Chegámos perto das 19h ao recinto e aproveitámos a pequena fila, nas famosas sandes Guedes, para ir logo comer.
No Palco SuperBock, já se ouvem os Midlake a tocar há algum tempo e enquanto caminhamos para o Palco ATP ouvimos Roscoe, o nosso tema favorito da banda. Ainda não tinhamos tido oportunidade de ouvir o novo vocalista, Eric Pulido e foi estranho sentir a diferença tão grande com o antigo vocalista Tim Smith. Chegámos ao Palco ATP para o inicio dos velhinhos Televison, um pouco desfalcados, mas com muito público ansioso em relembrar temas do passado. Somos dos anos 90 e pouco ou nada sabiamos destes senhores, por isso os grandes temas não foram suficientes para nos prenderem ao concerto – é que no Palco NOS já tocam as Warpaint e essas conhecemos nós muito bem. Undertow do antigo The Fool, inicia uma odisseia de canções do novo Warpaint. Depois de um concerto muito bom na Aula Magna, em Março, num ambiente criado à medida das cinco californianas, era difícil surpreendermo-nos. Love is to die, a mais bem conseguida num cenario nublado e ventoso.

Seguem-se os Slowdive.

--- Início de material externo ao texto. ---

//! `bluebox` command line front end
//!
//!   RUST_LOG=bluebox_lib=info bluebox play "555 1234#"
//!   bluebox listen --persistence 2 --seconds 60
//!   bluebox loopback 159D

use std::io::Write;
use std::path::PathBuf;
use std::process::ExitCode;
use std::sync::Arc;
use std::thread;
use std::time::{Duration, Instant};

use clap::{Parser, Subcommand};
use crossbeam_channel::select;

use bluebox_lib::adapters::{loopback, CpalAudioInput, CpalAudioOutput};
use bluebox_lib::dtmf::{parse_symbols, EventBus, ToneRecognizer, ToneSynthesizer};
use bluebox_lib::ports::{AudioInput, AudioOutput, InputFactory, OutputFactory};
use bluebox_lib::profiles::ProfileStore;
use bluebox_lib::{CodecConfig, DtmfResult, DtmfSymbol, ErrorEvent};

/// Frames the loopback device renders per tick
const LOOPBACK_BLOCK_FRAMES: usize = 256;

#[derive(Parser, Debug)]
#[command(author, version, about)]
struct Args {
    /// Load settings from this saved profile
    #[arg(short = 'p', long = "profile")]
    profile: Option<String>,

    /// Directory holding saved profiles
    #[arg(long = "profile-dir", default_value = "profiles")]
    profile_dir: PathBuf,

    /// Tone length in milliseconds
    #[arg(long = "tone-ms")]
    tone_ms: Option<u64>,

    /// Silence between tones in milliseconds
    #[arg(long = "gap-ms")]
    gap_ms: Option<u64>,

    /// Consecutive blocks needed to confirm a symbol
    #[arg(long = "persistence")]
    persistence: Option<usize>,

    /// Minimum bin magnitude for a tone to count
    #[arg(long = "threshold")]
    threshold: Option<f32>,

    #[command(subcommand)]
    command: Command,
}

#[derive(Subcommand, Debug)]
enum Command {
    /// Play a dial string on the speaker
    Play {
        digits: String,
        /// Output device name (default device if omitted)
        #[arg(long = "device")]
        device: Option<String>,
    },
    /// Print symbols heard on the microphone
    Listen {
        /// Input device name (default device if omitted)
        #[arg(long = "device")]
        device: Option<String>,
        /// Stop after this many seconds
        #[arg(long = "seconds", default_value_t = 30)]
        seconds: u64,
    },
    /// Synthesize a dial string straight into the recognizer and print what it hears
    Loopback { digits: String },
    /// List audio devices
    Devices,
    /// Save the effective settings as a named profile
    SaveProfile { name: String },
}

fn effective_config(args: &Args) -> DtmfResult<CodecConfig> {
    let mut config = match &args.profile {
        Some(name) => ProfileStore::open(&args.profile_dir)?.load(name)?,
        None => CodecConfig::default(),
    };
    if let Some(tone_ms) = args.tone_ms {
        config.tone_duration_ms = tone_ms;
    }
    if let Some(gap_ms) = args.gap_ms {
        config.intertone_gap_ms = gap_ms;
    }
    if let Some(persistence) = args.persistence {
        config.required_persistence_count = persistence.max(1);
    }
    if let Some(threshold) = args.threshold {
        config.detection_threshold = threshold;
    }
    config.validate()?;
    Ok(config)
}

fn print_symbol(symbol: DtmfSymbol) {
    print!("{symbol}");
    let _ = std::io::stdout().flush();
}

fn play(config: &CodecConfig, digits: &str, device: Option<String>) -> DtmfResult<()> {
    let symbols = parse_symbols(digits)?;
    let errors = EventBus::<ErrorEvent>::new();
    let error_rx = errors.subscribe();

    let factory: OutputFactory = Arc::new(move || {
        let output = match &device {
            Some(name) => CpalAudioOutput::with_device(name.clone()),
            None => CpalAudioOutput::new(),
        };
        Box::new(output) as Box<dyn AudioOutput>
    });

    let mut synth = ToneSynthesizer::new(config, factory, errors.sink());
    synth.play(&symbols, config.tone_duration_ms, config.intertone_gap_ms)?;
    synth.wait();

    for event in error_rx.try_iter() {
        log::error!("{event}");
    }
    Ok(())
}

fn listen(config: &CodecConfig, device: Option<String>, seconds: u64) -> DtmfResult<()> {
    let symbols = EventBus::<DtmfSymbol>::new();
    let errors = EventBus::<ErrorEvent>::new();
    let symbol_rx = symbols.subscribe();
    let error_rx = errors.subscribe();

    let factory: InputFactory = Arc::new(move || {
        let input = match &device {
            Some(name) => CpalAudioInput::with_device(name.clone()),
            None => CpalAudioInput::new(),
        };
        Box::new(input) as Box<dyn AudioInput>
    });

    let mut recognizer = ToneRecognizer::new(config, factory, symbols.sink(), errors.sink());
    let format = recognizer.start()?;
    log::info!("Listening on {} Hz input for {seconds} s", format.sample_rate);

    let deadline = Instant::now() + Duration::from_secs(seconds);
    loop {
        let remaining = deadline.saturating_duration_since(Instant::now());
        if remaining.is_zero() {
            break;
        }
        select! {
            recv(symbol_rx) -> symbol => {
                if let Ok(symbol) = symbol {
                    print_symbol(symbol);
                }
            }
            recv(error_rx) -> event => {
                if let Ok(event) = event {
                    log::error!("{event}");
                    break;
                }
            }
            default(remaining) => break,
        }
    }
    println!();

    recognizer.stop()
}

fn run_loopback(config: &CodecConfig, digits: &str) -> DtmfResult<()> {
    let symbols = parse_symbols(digits)?;
    let (output, input) = loopback(
        config.sample_rate,
        LOOPBACK_BLOCK_FRAMES,
        config.sample_rate as usize,
    );

    let detected = EventBus::<DtmfSymbol>::new();
    let errors = EventBus::<ErrorEvent>::new();
    let detected_rx = detected.subscribe();

    let mut recognizer =
        ToneRecognizer::new(config, input.factory(), detected.sink(), errors.sink());
    let mut synth = ToneSynthesizer::new(config, output.factory(), errors.sink());

    recognizer.start()?;
    synth.play(&symbols, config.tone_duration_ms, config.intertone_gap_ms)?;
    synth.wait();
    // Let the last blocks drain through the recognizer
    thread::sleep(Duration::from_millis(100));
    recognizer.stop()?;

    let heard: String = detected_rx.try_iter().map(|s| s.to_char()).collect();
    println!("sent:  {digits}");
    println!("heard: {heard}");
    Ok(())
}

fn list_devices() -> DtmfResult<()> {
    let inputs = CpalAudioInput::new().list_devices()?;
    let outputs = CpalAudioOutput::new().list_devices()?;
    for device in inputs.iter().chain(outputs.iter()) {
        println!(
            "{:6} {}{}",
            if device.is_input { "input" } else { "output" },
            device.name,
            if device.is_default { " (default)" } else { "" }
        );
    }
    Ok(())
}

fn run(args: Args) -> DtmfResult<()> {
    let config = effective_config(&args)?;
    match args.command {
        Command::Play { digits, device } => play(&config, &digits, device),
        Command::Listen { device, seconds } => listen(&config, device, seconds),
        Command::Loopback { digits } => run_loopback(&config, &digits),
        Command::Devices => list_devices(),
        Command::SaveProfile { name } => {
            ProfileStore::open(&args.profile_dir)?.save(&name, &config)
        }
    }
}

fn main() -> ExitCode {
    env_logger::init();

    match run(Args::parse()) {
        Ok(()) => ExitCode::SUCCESS,
        Err(e) => {
            eprintln!("error: {e}");
            ExitCode::FAILURE
        }
    }
}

Para quem não tinha expectativas para este concerto, de certeza que se vai lembrar dele durante algum tempo. Não nos peçam nomes de músicas e nem alinhamentos, confessamos que não sabemos nada. A única coisa que vos podemos dizer é que foi a surpresa da noite e arriscariamos a dizer, que do festival. Queremos mais, mesmo que o pano de fundo nao volte a ser o melhor (quase impossível) queremos ver estes ingleses outra vez.
Pixies, os grandes cabeça de cartaz do festival. O palco principal encheu como ainda não tinhamos visto este ano. A banda de Frank Black tocou todas as musicas que o público queria ouvir. Foi um desfilar de grandes canções que fazem parte da história, como a divertida Here Comes Your Man e a magnífica Where Is My Mind, uma das melhores músicas de sempre. Mas como todos os regressos há sempre um lado menos doce, os novos temas do recente album Indie Cindy, para os quais o publico nao estava preparado. É sempre darem-se segundas oportunidades, o passado tem sempre mais força, mas valeu o esforço e a entrega da banda vinte e três anos depois.

E chegou a hora de nos dividirmos, não podemos perder a estreia de Darkside em Portugal no Palco Pitchfork e o regresso dos Mogwai, desta vez ao Parque da Cidade, no Palco Principal.
Não temos fotografias dos Darkside mas não podiamos deixar passar este concerto, que para nós foi um dos melhores do festival até agora. Nicolas Jaar é génio na sua arte e isso já nós sabiamos. Agora acompanhado por Dave Harrigson a brincar nos seus múltiplos instrumentos, temas como Paper Trails, que nos levaram para um estado de hipnose, do qual só regressamos no final do concerto. Valeu, Nico. Volta rápido.
Entretanto do outro lado do recinto, já tocavam os Mogwai. Música que serve para (re)criar as histórias que quisermos. Mais crescidos e com Rave Tapes ainda fresquinho, os Mogwai deram um concerto competente. Do novo álbum ouviram-se Remurdered e Masterclass, e no regresso ao passado, do qual pessoalmente gostamos mais, a belissima White Noise.
Ainda aguentámos um pezinho de dança com o Todd Terje. E foi para o Palco Pitchfork que a multidao se encaminhou.

Hoje, no último dia desta edição do NOS Primavera Sound, há The National, vamos lá afinar as vozes.